At the start of the Normandy campaign, 20% of American 81 mm mortar ammunition consisted of M57 point-detonating bursting smoke rounds using WP filler. At least five American Medal of Honor citations mention their recipients using M15 white phosphorus hand grenades to clear enemy positions, and in the 1944 liberation of Cherbourg alone, a single US mortar battalion, the 87th, fired 11,899 white phosphorus rounds into the city. The US Army and Marines used M2 and M328 WP shells in 107 mm mortars. White phosphorus was widely used by Allied soldiers for breaking up German attacks and creating havoc among enemy troop concentrations during the latter part of the war.

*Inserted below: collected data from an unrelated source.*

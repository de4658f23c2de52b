//! # Listeners
//!
//! A [`Callback`] is the invocable part: anything that accepts a payload
//! reference and reports success or failure. A [`Listener`] is the handle
//! that actually gets registered. It pairs a shared callback with a
//! [`ListenerId`], and that id is the listener's identity.
//!
//! # Identity
//!
//! - `Listener::new` always allocates a fresh id.
//! - Cloning a listener keeps its id, so a clone can later be used to remove
//!   the registration made with the original.
//! - Equality compares ids only; the callback is never inspected.

use crate::{error::BoxError, outcome::IntoOutcome};
use std::{
    fmt,
    sync::{
        Arc,
        atomic::{AtomicU64, Ordering},
    },
};

static NEXT_ID: AtomicU64 = AtomicU64::new(1);

/// Opaque identity of a [`Listener`].
///
/// Ids are unique for the lifetime of the process.
#[derive(Debug, Clone, Copy, PartialEq, Eq, Hash, PartialOrd, Ord)]
pub struct ListenerId(u64);

impl ListenerId {
    /// Allocate a new, never before seen id.
    pub fn next() -> Self {
        Self(NEXT_ID.fetch_add(1, Ordering::Relaxed))
    }

    /// The raw numeric value of this id.
    pub const fn get(self) -> u64 {
        self.0
    }
}

impl fmt::Display for ListenerId {
    fn fmt(&self, f: &mut fmt::Formatter<'_>) -> fmt::Result {
        write!(f, "#{}", self.0)
    }
}

/// Something that can be invoked with an emitted payload.
///
/// Implemented for every `Fn(&A) -> R` closure whose return type implements
/// [`IntoOutcome`], and for the standard listeners shipped by `tandem-std`.
#[diagnostic::on_unimplemented(
    message = "`{Self}` cannot be called with payloads of type `{A}`",
    label = "missing `Callback<{A}>` implementation",
    note = "Closures must take `&{A}` and return `()`, `Result` or `Option`."
)]
pub trait Callback<A>: Send + Sync + 'static {
    /// Invoke the callback.
    fn call(&self, payload: &A) -> Result<(), BoxError>;
}

// Blanket impl for closures
impl<A, F, R> Callback<A> for F
where
    F: Fn(&A) -> R + Send + Sync + 'static,
    R: IntoOutcome,
{
    fn call(&self, payload: &A) -> Result<(), BoxError> {
        (self)(payload).into_outcome()
    }
}

/// A registered callback handle with a stable identity.
pub struct Listener<A> {
    id: ListenerId,
    callback: Arc<dyn Callback<A>>,
}

impl<A> Listener<A> {
    /// Create a listener from a closure.
    pub fn new<F, R>(f: F) -> Self
    where
        F: Fn(&A) -> R + Send + Sync + 'static,
        R: IntoOutcome,
    {
        Self::from_callback(f)
    }

    /// Create a listener from any [`Callback`] implementation.
    pub fn from_callback<C: Callback<A>>(callback: C) -> Self {
        Self::with_id(ListenerId::next(), callback)
    }

    /// Create a listener with a previously allocated id.
    ///
    /// Used by wrappers that need to know their own identity before they
    /// are registered. The resulting listener is equal to every other
    /// listener carrying `id`.
    pub fn with_id<C: Callback<A>>(id: ListenerId, callback: C) -> Self {
        Self {
            id,
            callback: Arc::new(callback),
        }
    }

    /// The identity of this listener.
    pub fn id(&self) -> ListenerId {
        self.id
    }
}

impl<A: 'static> Listener<A> {
    /// Invoke the wrapped callback.
    pub fn call(&self, payload: &A) -> Result<(), BoxError> {
        self.callback.call(payload)
    }
}

impl<A> Clone for Listener<A> {
    fn clone(&self) -> Self {
        Self {
            id: self.id,
            callback: Arc::clone(&self.callback),
        }
    }
}

impl<A> PartialEq for Listener<A> {
    fn eq(&self, other: &Self) -> bool {
        self.id == other.id
    }
}

impl<A> Eq for Listener<A> {}

impl<A> fmt::Debug for Listener<A> {
    fn fmt(&self, f: &mut fmt::Formatter<'_>) -> fmt::Result {
        f.debug_struct("Listener").field("id", &self.id).finish()
    }
}

/// Conversion into a registrable [`Listener`].
///
/// Passing a `Listener` keeps its identity; passing a bare callback wraps it
/// in a new listener with a fresh id. `M` only tells the two conversions
/// apart and is always inferred.
pub trait IntoListener<A, M> {
    /// Perform the conversion.
    fn into_listener(self) -> Listener<A>;
}

/// Selects the [`IntoListener`] conversion for an existing [`Listener`].
#[derive(Debug)]
pub struct HandleMarker;

/// Selects the [`IntoListener`] conversion for a bare [`Callback`].
#[derive(Debug)]
pub struct CallbackMarker;

impl<A> IntoListener<A, HandleMarker> for Listener<A> {
    fn into_listener(self) -> Listener<A> {
        self
    }
}

impl<A: 'static, C: Callback<A>> IntoListener<A, CallbackMarker> for C {
    fn into_listener(self) -> Listener<A> {
        Listener::from_callback(self)
    }
}
//! Single-shot registration tests.

use tandem::{
    Listener,
    testing::{CountingListener, FailingListener, RecordingListener},
};

mod common;
use common::{Msg, msg};

#[test]
fn test_once_invoked_exactly_once() {
    let ee = tandem::emitter::<Msg>();
    let recorder = RecordingListener::<Msg>::new();
    ee.after().once("e2", recorder.clone());

    ee.after().emit("e2", &msg("e2 ok")).unwrap();
    ee.after().emit("e2", &msg("e2 not ok")).unwrap();

    assert_eq!(recorder.payloads(), vec![msg("e2 ok")]);
    assert_eq!(ee.after().count("e2"), 0);
    assert!(!ee.after().contains("e2"));
}

#[test]
fn test_once_removed_by_original_before_emit() {
    let ee = tandem::emitter::<()>();
    let counter = CountingListener::new();
    let original: Listener<()> = Listener::from_callback(counter.clone());
    ee.before().once("e", original.clone());

    assert!(ee.before().remove("e", &original));
    assert_eq!(ee.before().count("e"), 0);

    ee.before().emit("e", &()).unwrap();
    assert_eq!(counter.count(), 0);
}

#[test]
fn test_once_removed_by_returned_id() {
    let ee = tandem::emitter::<()>();
    let counter = CountingListener::new();
    let id = ee.after().once("e", counter.clone());

    assert!(ee.after().remove_id("e", id));
    ee.after().emit("e", &()).unwrap();
    assert_eq!(counter.count(), 0);
    assert!(ee.after().names().is_empty());
}

#[test]
fn test_same_original_twice_gets_two_wrappers() {
    let ee = tandem::emitter::<()>();
    let counter = CountingListener::new();
    let original: Listener<()> = Listener::from_callback(counter.clone());
    ee.before().once("e", original.clone());
    ee.before().once("e", original.clone());
    assert_eq!(ee.before().count("e"), 2);

    let stored = ee.before().listeners("e").unwrap();
    assert_ne!(stored[0], stored[1]);
    assert!(!stored.contains(&original));

    // Only the most recent wrapper is reachable through the original.
    assert!(ee.before().remove("e", &original));
    assert!(!ee.before().remove("e", &original));
    assert_eq!(ee.before().count("e"), 1);

    ee.before().emit("e", &()).unwrap();
    assert_eq!(counter.count(), 1);
    assert_eq!(ee.before().count("e"), 0);
}

#[test]
fn test_direct_registration_wins_over_wrapper() {
    let ee = tandem::emitter::<()>();
    let counter = CountingListener::new();
    let original: Listener<()> = Listener::from_callback(counter.clone());
    ee.after().on("e", original.clone());
    ee.after().once("e", original.clone());

    // The plain registration is matched first.
    assert!(ee.after().remove("e", &original));
    let stored = ee.after().listeners("e").unwrap();
    assert_eq!(stored.len(), 1);
    assert_ne!(stored[0], original);

    ee.after().emit("e", &()).unwrap();
    ee.after().emit("e", &()).unwrap();
    assert_eq!(counter.count(), 1);
}

#[test]
fn test_remove_after_fire_is_noop() {
    let ee = tandem::emitter::<()>();
    let counter = CountingListener::new();
    let original: Listener<()> = Listener::from_callback(counter.clone());
    ee.before().once("e", original.clone());
    ee.before().on("e", |_: &()| {});

    ee.before().emit("e", &()).unwrap();
    assert_eq!(counter.count(), 1);
    assert!(!ee.before().remove("e", &original));
    assert_eq!(ee.before().count("e"), 1);
}

#[test]
fn test_once_in_one_phase_leaves_other_alone() {
    let ee = tandem::emitter::<()>();
    let counter = CountingListener::new();
    let original: Listener<()> = Listener::from_callback(counter.clone());
    ee.before().once("e", original.clone());
    ee.after().on("e", original.clone());

    // The wrapper map is per phase: "after" holds the original itself.
    ee.after().emit("e", &()).unwrap();
    ee.after().emit("e", &()).unwrap();
    assert_eq!(counter.count(), 2);
    assert_eq!(ee.after().count("e"), 1);

    assert!(ee.before().remove("e", &original));
    assert_eq!(ee.after().count("e"), 1);
}

#[test]
fn test_failing_once_listener_is_still_removed() {
    let ee = tandem::emitter::<()>();
    let counter = CountingListener::new();
    ee.after().once("e", FailingListener::new("once failed"));
    ee.after().on("e", counter.clone());

    let err = ee.after().emit("e", &()).unwrap_err();
    assert_eq!(err.to_string(), "once failed");
    assert_eq!(ee.after().count("e"), 1);
    assert_eq!(counter.count(), 0);

    // The wrapper removed itself before the failure, so the next pass is clean.
    ee.after().emit("e", &()).unwrap();
    assert_eq!(counter.count(), 1);
}

#[test]
fn test_failing_once_alone_leaves_no_listeners() {
    let ee = tandem::emitter::<()>();
    ee.before().once("e", FailingListener::new("once failed"));

    assert!(ee.before().emit("e", &()).is_err());
    assert_eq!(ee.before().count("e"), 0);
    assert!(ee.before().emit("e", &()).is_ok());
}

US Sherman tanks carried the M64, a 75mm white phosphorus round intended for screening and artillery spotting, but tank crews found it useful against German tanks such as the Panther that their APC ammunition could not penetrate at long range. Smoke from rounds fired directly at German tanks would be used to blind them, allowing the Shermans to close to a range where their armour-piercing rounds were effective. In addition, due to the turret ventilation systems sucking in fumes, German crews would sometimes be forced to abandon their vehicle: this proved particularly effective against inexperienced crews who, on seeing smoke inside the turret, would assume their tank had caught fire. Smoke was also used for "silhouetting" enemy vehicles, with rounds dropped behind them to produce a better contrast for gunnery.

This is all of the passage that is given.